### Saved data entries

● ● ● ●

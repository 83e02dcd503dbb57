use std::env;

const DEFAULT_ALLOWED_ORIGINS: &str = "http://localhost:3000,http://localhost:5173";

#[derive(Clone, Debug)]
pub struct CorsConfig {
    pub allowed_origins: Vec<String>,
}

impl Default for CorsConfig {
    fn default() -> Self {
        Self::parse(DEFAULT_ALLOWED_ORIGINS)
    }
}

impl CorsConfig {
    pub fn from_env() -> Self {
        Self::parse(
            &env::var("ALLOWED_ORIGINS").unwrap_or_else(|_| DEFAULT_ALLOWED_ORIGINS.to_string()),
        )
    }

    /// `*` allows any origin.
    pub fn allows_any(&self) -> bool {
        self.allowed_origins.iter().any(|origin| origin == "*")
    }

    fn parse(raw: &str) -> Self {
        let allowed_origins = raw
            .split(',')
            .map(|s| s.trim().to_string())
            .filter(|s| !s.is_empty())
            .collect();

        Self { allowed_origins }
    }
}

#[cfg(test)]
mod tests {
    use super::*;

    #[test]
    fn test_parse_trims_and_drops_empty() {
        let config = CorsConfig::parse(" http://a.test , ,http://b.test,");
        assert_eq!(config.allowed_origins, vec!["http://a.test", "http://b.test"]);
        assert!(!config.allows_any());
    }

    #[test]
    fn test_default_origins() {
        assert_eq!(CorsConfig::default().allowed_origins.len(), 2);
    }

    #[test]
    fn test_wildcard() {
        assert!(CorsConfig::parse("*").allows_any());
    }
}
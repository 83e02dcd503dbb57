//! The terminal error sink.
//!
//! [`AppError`](storefront_core::AppError) renders its own public envelope
//! and attaches an [`ErrorReport`]. This middleware is the one place that
//! logs errors and decides how much of them a client gets to see: outside
//! production the internal error chain is added as `error`.
//!
//! Error responses produced by layers that know nothing about the envelope
//! (rate limiting, method mismatch, body limit) are wrapped here as well.

use anyhow::anyhow;
use axum::{
    Json,
    extract::{OriginalUri, Request, State},
    http::{StatusCode, header},
    middleware::Next,
    response::{IntoResponse, Response},
};
use storefront_core::{AppError, ErrorReport};
use tracing::{error, warn};

use crate::state::AppState;

pub const RATE_LIMITED: &str = "Too many requests from this IP, please try again later.";

/// Fallback for unmatched routes.
pub async fn route_not_found(OriginalUri(uri): OriginalUri) -> AppError {
    AppError::not_found(anyhow!("Route {} not found", uri.path()))
}

fn is_json(response: &Response) -> bool {
    response
        .headers()
        .get(header::CONTENT_TYPE)
        .and_then(|value| value.to_str().ok())
        .is_some_and(|value| value.starts_with("application/json"))
}

/// Report for an error response that did not come from an `AppError`.
fn foreign_report(status: StatusCode) -> ErrorReport {
    let message = match status {
        StatusCode::TOO_MANY_REQUESTS => RATE_LIMITED.to_string(),
        _ => status.canonical_reason().unwrap_or("Error").to_string(),
    };
    let label =
        (status == StatusCode::TOO_MANY_REQUESTS).then(|| "Rate limit exceeded".to_string());

    ErrorReport {
        status,
        detail: message.clone(),
        message,
        label,
        details: Vec::new(),
    }
}

pub async fn error_sink(State(state): State<AppState>, req: Request, next: Next) -> Response {
    let method = req.method().clone();
    let path = req.uri().path().to_string();

    let response = next.run(req).await;
    let status = response.status();

    let report = match response.extensions().get::<ErrorReport>() {
        Some(report) => report.clone(),
        None if (status.is_client_error() || status.is_server_error()) && !is_json(&response) => {
            foreign_report(status)
        }
        None => return response,
    };

    if status.is_server_error() {
        error!(
            method = %method,
            path = %path,
            status = status.as_u16(),
            error = %report.detail,
            "Request failed"
        );
    } else {
        warn!(
            method = %method,
            path = %path,
            status = status.as_u16(),
            error = %report.message,
            "Request rejected"
        );
    }

    let include_detail = !state.app_config.is_production();
    let (mut parts, _) = response.into_parts();
    parts.headers.remove(header::CONTENT_LENGTH);
    parts.headers.remove(header::CONTENT_TYPE);

    let mut rendered = (
        parts.status,
        parts.headers,
        Json(report.envelope(include_detail)),
    )
        .into_response();
    rendered.extensions_mut().insert(report);
    rendered
}
//! Application error type.
//!
//! Every handler, extractor and service returns [`AppError`]. It is the only
//! value that gets turned into an error response, so all failures share the
//! envelope shape from [`crate::response`].
//!
//! | Constructor | Status |
//! |---|---|
//! | [`AppError::validation`] | 400 |
//! | [`AppError::bad_request`] | 400 |
//! | [`AppError::unauthorized`] | 401 |
//! | [`AppError::forbidden`] | 403 |
//! | [`AppError::not_found`] | 404 |
//! | [`AppError::conflict`] | 409 |
//! | [`AppError::internal`] / `?` on any other error | 500 |
//!
//! Server errors never expose their message to the client. The internal
//! error chain travels with the response as an [`ErrorReport`] extension so
//! the error middleware can log it and, outside production, include it.

use anyhow::Error;
use axum::{
    Json,
    http::StatusCode,
    response::{IntoResponse, Response},
};
use validator::ValidationErrors;

use crate::response::{ApiResponse, FieldViolation};

pub const VALIDATION_FAILED: &str = "Validation failed";
pub const VALIDATION_ERROR_LABEL: &str = "Validation Error";
pub const INTERNAL_SERVER_ERROR: &str = "Internal Server Error";

#[derive(Debug)]
pub struct AppError {
    pub status: StatusCode,
    pub error: Error,
    pub details: Vec<FieldViolation>,
}

impl AppError {
    pub fn new<E>(status: StatusCode, err: E) -> Self
    where
        E: Into<Error>,
    {
        Self {
            status,
            error: err.into(),
            details: Vec::new(),
        }
    }

    pub fn internal<E>(err: E) -> Self
    where
        E: Into<Error>,
    {
        Self::new(StatusCode::INTERNAL_SERVER_ERROR, err)
    }

    pub fn database<E>(err: E) -> Self
    where
        E: Into<Error>,
    {
        Self::new(StatusCode::INTERNAL_SERVER_ERROR, err)
    }

    pub fn not_found<E>(err: E) -> Self
    where
        E: Into<Error>,
    {
        Self::new(StatusCode::NOT_FOUND, err)
    }

    pub fn bad_request<E>(err: E) -> Self
    where
        E: Into<Error>,
    {
        Self::new(StatusCode::BAD_REQUEST, err)
    }

    pub fn unauthorized<E>(err: E) -> Self
    where
        E: Into<Error>,
    {
        Self::new(StatusCode::UNAUTHORIZED, err)
    }

    pub fn forbidden<E>(err: E) -> Self
    where
        E: Into<Error>,
    {
        Self::new(StatusCode::FORBIDDEN, err)
    }

    pub fn conflict<E>(err: E) -> Self
    where
        E: Into<Error>,
    {
        Self::new(StatusCode::CONFLICT, err)
    }

    /// A 400 carrying every violated rule.
    pub fn validation(details: Vec<FieldViolation>) -> Self {
        Self {
            status: StatusCode::BAD_REQUEST,
            error: anyhow::anyhow!(VALIDATION_FAILED),
            details,
        }
    }

    pub fn from_validation(errors: &ValidationErrors) -> Self {
        Self::validation(violations(errors))
    }

    pub fn is_validation(&self) -> bool {
        !self.details.is_empty()
    }

    /// Message safe to show to any client.
    pub fn public_message(&self) -> String {
        if self.status.is_server_error() {
            INTERNAL_SERVER_ERROR.to_string()
        } else {
            self.error.to_string()
        }
    }

    pub fn report(&self) -> ErrorReport {
        ErrorReport {
            status: self.status,
            message: self.public_message(),
            label: self.is_validation().then(|| VALIDATION_ERROR_LABEL.to_string()),
            detail: format!("{:#}", self.error),
            details: self.details.clone(),
        }
    }
}

/// Flattens `validator` output into `{field, message}` pairs, sorted by field.
pub fn violations(errors: &ValidationErrors) -> Vec<FieldViolation> {
    let mut violations: Vec<FieldViolation> = errors
        .field_errors()
        .iter()
        .flat_map(|(field, errors)| {
            errors.iter().map(move |error| {
                let message = error
                    .message
                    .as_ref()
                    .map(|msg| msg.to_string())
                    .unwrap_or_else(|| format!("{} is invalid", field));
                FieldViolation::new(field.to_string(), message)
            })
        })
        .collect();

    violations.sort_by(|a, b| a.field.cmp(&b.field));
    violations
}

/// Everything needed to render an error envelope, attached to error responses.
#[derive(Debug, Clone)]
pub struct ErrorReport {
    pub status: StatusCode,
    pub message: String,
    pub label: Option<String>,
    pub detail: String,
    pub details: Vec<FieldViolation>,
}

impl ErrorReport {
    pub fn envelope(&self, include_detail: bool) -> ApiResponse<()> {
        let error = match (&self.label, include_detail) {
            (Some(label), _) => Some(label.clone()),
            (None, true) => Some(self.detail.clone()),
            (None, false) => None,
        };

        ApiResponse {
            details: self.details.clone(),
            ..ApiResponse::failure(self.message.clone(), error)
        }
    }
}

impl IntoResponse for AppError {
    fn into_response(self) -> Response {
        let report = self.report();
        let mut response = (self.status, Json(report.envelope(false))).into_response();
        response.extensions_mut().insert(report);
        response
    }
}

impl<E> From<E> for AppError
where
    E: Into<Error>,
{
    fn from(err: E) -> Self {
        AppError::internal(err)
    }
}

#[cfg(test)]
mod tests {
    use super::*;
    use http_body_util::BodyExt;
    use validator::Validate;

    #[derive(Validate)]
    struct Sample {
        #[validate(length(min = 3, message = "name must be at least 3 characters"))]
        name: String,
        #[validate(range(min = 0, message = "stock cannot be negative"))]
        stock: i32,
        #[validate(email)]
        email: String,
    }

    async fn body_json(response: Response) -> serde_json::Value {
        let bytes = response.into_body().collect().await.unwrap().to_bytes();
        serde_json::from_slice(&bytes).unwrap()
    }

    #[test]
    fn test_constructor_statuses() {
        let err = anyhow::anyhow!("x");
        assert_eq!(AppError::not_found(err).status, StatusCode::NOT_FOUND);
        assert_eq!(
            AppError::conflict(anyhow::anyhow!("x")).status,
            StatusCode::CONFLICT
        );
        assert_eq!(
            AppError::unauthorized(anyhow::anyhow!("x")).status,
            StatusCode::UNAUTHORIZED
        );
        assert_eq!(
            AppError::forbidden(anyhow::anyhow!("x")).status,
            StatusCode::FORBIDDEN
        );
        assert_eq!(
            AppError::bad_request(anyhow::anyhow!("x")).status,
            StatusCode::BAD_REQUEST
        );
    }

    #[test]
    fn test_unclassified_errors_become_internal() {
        let io = std::io::Error::other("disk on fire");
        let err: AppError = io.into();
        assert_eq!(err.status, StatusCode::INTERNAL_SERVER_ERROR);
        assert_eq!(err.public_message(), INTERNAL_SERVER_ERROR);
        assert!(err.report().detail.contains("disk on fire"));
    }

    #[test]
    fn test_violations_collects_every_field() {
        let sample = Sample {
            name: "ab".to_string(),
            stock: -1,
            email: "nope".to_string(),
        };
        let errors = sample.validate().unwrap_err();
        let details = violations(&errors);

        let fields: Vec<&str> = details.iter().map(|v| v.field.as_str()).collect();
        assert_eq!(fields, vec!["email", "name", "stock"]);
        assert_eq!(details[0].message, "email is invalid");
        assert_eq!(details[1].message, "name must be at least 3 characters");
    }

    #[test]
    fn test_envelope_hides_detail_in_production() {
        let report = AppError::not_found(anyhow::anyhow!("User not found")).report();

        let hidden = report.envelope(false);
        assert!(!hidden.success);
        assert_eq!(hidden.message, "User not found");
        assert!(hidden.error.is_none());

        let shown = report.envelope(true);
        assert_eq!(shown.error.as_deref(), Some("User not found"));
    }

    #[test]
    fn test_validation_envelope_always_labelled() {
        let err = AppError::validation(vec![FieldViolation::new("price", "price is required")]);
        let envelope = err.report().envelope(false);
        assert_eq!(envelope.message, VALIDATION_FAILED);
        assert_eq!(envelope.error.as_deref(), Some(VALIDATION_ERROR_LABEL));
        assert_eq!(envelope.details.len(), 1);
    }

    #[tokio::test]
    async fn test_into_response_renders_envelope_and_report() {
        let response =
            AppError::conflict(anyhow::anyhow!("Product with this name already exists"))
                .into_response();

        assert_eq!(response.status(), StatusCode::CONFLICT);
        assert!(response.extensions().get::<ErrorReport>().is_some());

        let body = body_json(response).await;
        assert_eq!(body["success"], false);
        assert_eq!(body["message"], "Product with this name already exists");
        assert!(body.get("error").is_none());
    }
}
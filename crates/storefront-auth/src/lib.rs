//! # Storefront Auth
//!
//! Access token claims and the functions that issue and verify them.
//!
//! Tokens are HS256 JWTs signed with the secret from
//! [`JwtConfig`](storefront_config::JwtConfig). They carry enough identity
//! to address the user, but the HTTP layer still re-resolves the account
//! from the store on every request so deactivated users lose access at once.
//!
//! # Example
//!
//! ```ignore
//! use storefront_auth::{create_access_token, verify_token};
//! use storefront_config::JwtConfig;
//!
//! let config = JwtConfig::from_env();
//! let token = create_access_token(user_id, "alice", "alice@example.com", "user", &config)?;
//! let claims = verify_token(&token, &config)?;
//! assert_eq!(claims.username, "alice");
//! ```

pub mod claims;
pub mod jwt;

pub use claims::Claims;
pub use jwt::{INVALID_TOKEN, create_access_token, verify_token};
//! # Storefront Core
//!
//! Core types, errors, and utilities for the Storefront API.
//!
//! This crate provides foundational types used throughout the application:
//!
//! - [`errors`]: Application error type and its HTTP rendering
//! - [`pagination`]: Page requests and pagination metadata
//! - [`password`]: Password hashing and verification
//! - [`response`]: The uniform response envelope
//!
//! # Example
//!
//! ```ignore
//! use storefront_core::{AppError, ApiResponse, PaginationInfo};
//!
//! let error = AppError::not_found(anyhow::anyhow!("Product not found"));
//! let body = ApiResponse::with_data("Product retrieved successfully", product);
//! ```

pub mod errors;
pub mod pagination;
pub mod password;
pub mod response;

// Re-export commonly used types at crate root
pub use errors::{AppError, ErrorReport};
pub use pagination::{Page, PageRequest, PaginationInfo, SortOrder};
pub use password::{hash_password_with_cost, verify_password};
pub use response::{ApiResponse, Created, FieldViolation, MessageResponse};
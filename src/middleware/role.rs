//! Role-based authorization.
//!
//! These gates only read the identity that [`authenticate`] attached to the
//! request, so they must be layered inside it:
//!
//! ```rust,ignore
//! Router::new()
//!     .route("/", post(create_user))
//!     .route_layer(middleware::from_fn(require_admin))
//!     .route_layer(middleware::from_fn_with_state(state, authenticate));
//! ```
//!
//! [`authenticate`]: crate::middleware::auth::authenticate

use anyhow::anyhow;
use axum::{extract::Request, middleware::Next, response::Response};
use storefront_core::AppError;
use storefront_models::UserRole;

use crate::middleware::auth::AuthUser;

pub const AUTHENTICATION_REQUIRED: &str = "Authentication required";
pub const INSUFFICIENT_PERMISSIONS: &str = "Access denied. Insufficient permissions.";

/// Checks the attached identity against `allowed_roles`.
///
/// # Errors
///
/// 401 when no identity is attached, 403 when its role is not allowed.
pub fn check_roles(user: Option<&AuthUser>, allowed_roles: &[UserRole]) -> Result<(), AppError> {
    let user = user.ok_or_else(|| AppError::unauthorized(anyhow!(AUTHENTICATION_REQUIRED)))?;

    if !allowed_roles.contains(&user.role) {
        return Err(AppError::forbidden(
            anyhow!("role {} is not one of {:?}", user.role, allowed_roles)
                .context(INSUFFICIENT_PERMISSIONS),
        ));
    }

    Ok(())
}

pub async fn require_roles(
    req: Request,
    next: Next,
    allowed_roles: &[UserRole],
) -> Result<Response, AppError> {
    check_roles(req.extensions().get::<AuthUser>(), allowed_roles)?;
    Ok(next.run(req).await)
}

/// Admin-only routes.
pub async fn require_admin(req: Request, next: Next) -> Result<Response, AppError> {
    require_roles(req, next, &[UserRole::Admin]).await
}
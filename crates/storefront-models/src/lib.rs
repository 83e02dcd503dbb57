//! # Storefront Models
//!
//! Domain models and DTOs for the Storefront API.
//!
//! - [`users`]: User entity, roles, request bodies and list query
//! - [`products`]: Product entity, request bodies, list query and statistics
//! - [`validation`]: Custom `validator` rules shared by the DTOs
//!
//! Request DTOs derive `validator::Validate`; the HTTP layer runs them before
//! any handler sees the payload. Entities serialize in camelCase and never
//! carry secrets: the password hash only exists on [`UserRecord`].

pub mod products;
pub mod users;
pub mod validation;

pub use products::{
    CreateProductDto, NewProduct, Product, ProductChanges, ProductFilter, ProductListQuery,
    ProductSortField, ProductStats, UpdateProductDto,
};
pub use users::{
    CreateUserDto, LoginRequest, LoginResponse, NewUser, UpdateUserDto, User, UserChanges,
    UserFilter, UserListQuery, UserRecord, UserRole, UserSortField,
};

● ● ● ●

### WHAT NEEDS TO BE DONE
What is needed is the count of lines in the records that include the word "fields", with no other text.

### ANSWER BOX
2